The problem —
Return each line of the entries that mentions the word "snapshot".

### Provided records

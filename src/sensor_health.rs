//! Per-source sensor health tracking.
//!
//! Each source records its last-seen timestamp; a source is reported
//! unavailable once it has been silent past its threshold. Wi-Fi carries
//! its scan status and message through verbatim. Time comes from the
//! caller, so replayed sessions produce the same health timeline as live
//! ones.

use serde::{Deserialize, Serialize};

use crate::types::WifiScanStatus;

/// Health of one sample source.
#[derive(Clone, Debug, Default, Serialize, Deserialize)]
pub struct SourceHealth {
    pub available: bool,
    pub last_at_ms: Option<f64>,
    #[serde(default, skip_serializing_if = "Option::is_none")]
    pub error: Option<String>,
    #[serde(default, skip_serializing_if = "Option::is_none")]
    pub permission: Option<String>,
}

/// Aggregated snapshot handed to observers.
#[derive(Clone, Debug, Serialize, Deserialize)]
pub struct SensorHealth {
    pub magnetometer: SourceHealth,
    pub device_motion: SourceHealth,
    pub pedometer: SourceHealth,
    pub wifi: SourceHealth,
    pub wifi_status: Option<WifiScanStatus>,
}

#[derive(Clone, Copy, Debug)]
pub struct SilenceThresholds {
    pub magnetometer_ms: f64,
    pub device_motion_ms: f64,
    pub pedometer_ms: f64,
    pub wifi_ms: f64,
}

impl Default for SilenceThresholds {
    fn default() -> Self {
        SilenceThresholds {
            magnetometer_ms: 3_000.0,
            device_motion_ms: 2_000.0,
            // Pedometers report sporadically; give them a long leash
            pedometer_ms: 30_000.0,
            wifi_ms: 10_000.0,
        }
    }
}

#[derive(Clone, Debug, Default)]
struct SourceState {
    last_at_ms: Option<f64>,
    error: Option<String>,
    permission: Option<String>,
}

impl SourceState {
    fn health(&self, now_ms: f64, threshold_ms: f64) -> SourceHealth {
        let available = self
            .last_at_ms
            .map_or(false, |t| now_ms - t <= threshold_ms)
            && self.error.is_none();
        SourceHealth {
            available,
            last_at_ms: self.last_at_ms,
            error: self.error.clone(),
            permission: self.permission.clone(),
        }
    }
}

pub struct SensorHealthTracker {
    thresholds: SilenceThresholds,
    magnetometer: SourceState,
    device_motion: SourceState,
    pedometer: SourceState,
    wifi: SourceState,
    wifi_status: Option<WifiScanStatus>,
}

impl SensorHealthTracker {
    pub fn new(thresholds: SilenceThresholds) -> Self {
        SensorHealthTracker {
            thresholds,
            magnetometer: SourceState::default(),
            device_motion: SourceState::default(),
            pedometer: SourceState::default(),
            wifi: SourceState::default(),
            wifi_status: None,
        }
    }

    pub fn note_magnetometer(&mut self, now_ms: f64) {
        self.magnetometer.last_at_ms = Some(now_ms);
        self.magnetometer.error = None;
    }

    pub fn note_device_motion(&mut self, now_ms: f64) {
        self.device_motion.last_at_ms = Some(now_ms);
        self.device_motion.error = None;
    }

    pub fn note_pedometer(&mut self, now_ms: f64) {
        self.pedometer.last_at_ms = Some(now_ms);
        self.pedometer.error = None;
    }

    /// Record a scan outcome. Non-`Ok` statuses keep the timestamp (the
    /// scanner did respond) but surface as errors or permission notes.
    pub fn note_wifi(&mut self, now_ms: f64, status: WifiScanStatus, message: Option<&str>) {
        self.wifi.last_at_ms = Some(now_ms);
        self.wifi_status = Some(status);
        match status {
            WifiScanStatus::Ok => {
                self.wifi.error = None;
                self.wifi.permission = None;
            }
            WifiScanStatus::PermissionDenied => {
                self.wifi.error = None;
                self.wifi.permission =
                    Some(message.unwrap_or("permission denied").to_string());
            }
            WifiScanStatus::Unavailable | WifiScanStatus::Error => {
                self.wifi.error = Some(message.unwrap_or("scan failed").to_string());
            }
        }
    }

    pub fn snapshot(&self, now_ms: f64) -> SensorHealth {
        SensorHealth {
            magnetometer: self
                .magnetometer
                .health(now_ms, self.thresholds.magnetometer_ms),
            device_motion: self
                .device_motion
                .health(now_ms, self.thresholds.device_motion_ms),
            pedometer: self.pedometer.health(now_ms, self.thresholds.pedometer_ms),
            wifi: self.wifi.health(now_ms, self.thresholds.wifi_ms),
            wifi_status: self.wifi_status,
        }
    }
}

impl Default for SensorHealthTracker {
    fn default() -> Self {
        Self::new(SilenceThresholds::default())
    }
}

######

Solution below —
/// Aggregated snapshot handed to observers.
    pub fn snapshot(&self, now_ms: f64) -> SensorHealth {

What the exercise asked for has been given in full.